Happy Birthday Credit Crunch

Posted on April 7, 2008
Filed Under Investing |

Difficult to believe but it is now over a year since we had the first signs of the sub prime and credit crunch turmoil. My own post of 11th May - A Measure of Fear and Greed warned that the VIX had reached historic highs and that there was trouble ahead.

During the past year it is fair to say that the “professional money men” (and it is mostly men) have managed to take the entire financial system to the brink of a financial meltdown while simultaneously profiting from the whole sorry mess. It has been a breathtaking tour de force.

First create a bubble - any bubble will do. This time round it’s been cheap money and ludicrously low interest rates which positively encouraged banks to lend to anyone with a pulse! The chief beneficiaries were the private equity markets and home owners, in particular those at the bottom end of the credit scale. Even as these loans were being repackaged and sold on as grade A investments into the wider financial community the consequences of this credit binge were beginning to worry central banks as inflation started to enter the system. At this point the “professional money” began shorting the very same products they were cheerfully selling to everyone and anyone.

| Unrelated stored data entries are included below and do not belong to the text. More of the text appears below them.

//! The host inventory: configured execution targets and their liveness.

use std::collections::HashMap;
use std::path::Path;

use crate::error::{Error, Result};
use crate::hosts::types::HostSpec;

/// All configured hosts plus the availability cache.
///
/// Availability is probed once per fitting-run startup and cached for the
/// run; `is_available` never re-probes.
#[derive(Debug)]
pub struct Inventory {
    hosts: Vec<HostSpec>,
    availability: HashMap<String, bool>,
}

impl Inventory {
    pub fn new(hosts: Vec<HostSpec>) -> Self {
        Inventory {
            hosts,
            availability: HashMap::new(),
        }
    }

    /// Load `hosts.json`: a JSON array of host specs.
    pub fn load(path: &Path) -> Result<Self> {
        let content = std::fs::read_to_string(path)?;
        let hosts: Vec<HostSpec> = serde_json::from_str(&content)?;
        let mut seen = std::collections::HashSet::new();
        for host in &hosts {
            if !seen.insert(host.id.clone()) {
                return Err(Error::Configuration(format!(
                    "duplicate host id '{}' in {}",
                    host.id,
                    path.display()
                )));
            }
            if host.scheduler && host.cluster.is_none() {
                return Err(Error::Configuration(format!(
                    "scheduler host '{}' has no cluster spec",
                    host.id
                )));
            }
        }
        Ok(Inventory::new(hosts))
    }

    pub fn list_hosts(&self) -> &[HostSpec] {
        &self.hosts
    }

    pub fn host(&self, id: &str) -> Result<&HostSpec> {
        self.hosts
            .iter()
            .find(|h| h.id == id)
            .ok_or_else(|| Error::Configuration(format!("unknown host '{id}'")))
    }

    pub fn is_scheduler(&self, id: &str) -> Result<bool> {
        Ok(self.host(id)?.scheduler)
    }

    /// Probe every listed host once with the given connectivity check and
    /// cache the results for the rest of the run.
    pub fn probe_availability<F>(&mut self, ids: &[String], probe: F)
    where
        F: Fn(&HostSpec) -> bool,
    {
        for id in ids {
            let Some(host) = self.hosts.iter().find(|h| &h.id == id) else {
                continue;
            };
            let alive = probe(host);
            if !alive {
                tracing::warn!(host = %id, "host failed its liveness probe");
            }
            self.availability.insert(id.clone(), alive);
        }
    }

    /// Cached availability; a host that was never probed counts as
    /// unavailable.
    pub fn is_available(&self, id: &str) -> bool {
        self.availability.get(id).copied().unwrap_or(false)
    }

    /// The subset of `ids` that passed the probe, or `NoAvailableHost` when
    /// every preferred host failed.
    pub fn available_hosts(&self, ids: &[String]) -> Result<Vec<&HostSpec>> {
        if ids.is_empty() {
            return Ok(Vec::new());
        }
        let alive: Vec<&HostSpec> = ids
            .iter()
            .filter(|id| self.is_available(id))
            .filter_map(|id| self.hosts.iter().find(|h| &h.id == id))
            .collect();
        if alive.is_empty() {
            return Err(Error::NoAvailableHost(ids.to_vec()));
        }
        Ok(alive)
    }
}

#[cfg(test)]
mod tests {
    use super::*;
    use crate::units::Quantity;

    fn inventory() -> Inventory {
        Inventory::new(vec![
            HostSpec {
                id: "batch1".into(),
                user: "obs".into(),
                hostname: "batch1.example.org".into(),
                port: 22,
                scheduler: true,
                cluster_name: Some("delcatty".into()),
                cluster: Some(crate::hosts::ClusterSpec {
                    nodes: 4,
                    sockets_per_node: 2,
                    cores_per_socket: 12,
                    memory_per_node: Quantity::gibibytes(64.0),
                    hyperthreading: false,
                    threads_per_core: 1,
                }),
                mpi: true,
                poll_interval: None,
            },
            HostSpec {
                id: "plain".into(),
                user: "obs".into(),
                hostname: "plain.example.org".into(),
                port: 22,
                scheduler: false,
                cluster_name: None,
                cluster: None,
                mpi: true,
                poll_interval: None,
            },
        ])
    }

    #[test]
    fn test_lookup() {
        let inv = inventory();
        assert!(inv.is_scheduler("batch1").unwrap());
        assert!(!inv.is_scheduler("plain").unwrap());
        assert!(matches!(
            inv.host("nope"),
            Err(Error::Configuration(_))
        ));
    }

    #[test]
    fn test_availability_cache() {
        let mut inv = inventory();
        let ids = vec!["batch1".to_string(), "plain".to_string()];
        inv.probe_availability(&ids, |h| h.id == "plain");
        assert!(!inv.is_available("batch1"));
        assert!(inv.is_available("plain"));
        let alive = inv.available_hosts(&ids).unwrap();
        assert_eq!(alive.len(), 1);
        assert_eq!(alive[0].id, "plain");
    }

    #[test]
    fn test_all_hosts_down() {
        let mut inv = inventory();
        let ids = vec!["batch1".to_string()];
        inv.probe_availability(&ids, |_| false);
        assert!(matches!(
            inv.available_hosts(&ids),
            Err(Error::NoAvailableHost(_))
        ));
    }
}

The rest, they say, is history. However, there is a further twist which differentiates this particular market panic with previous market storms and it is the extent to which central banks and governments (aka you and me) have been forced to intervene directly to prevent financial armageddon. In the UK Northern Rock is now under public ownership and in the States J P Morgan’s buyout of Bear Stearns was underwritten by the Federal Reserve.  Never mind moral hazard we are now all hostages to fortune.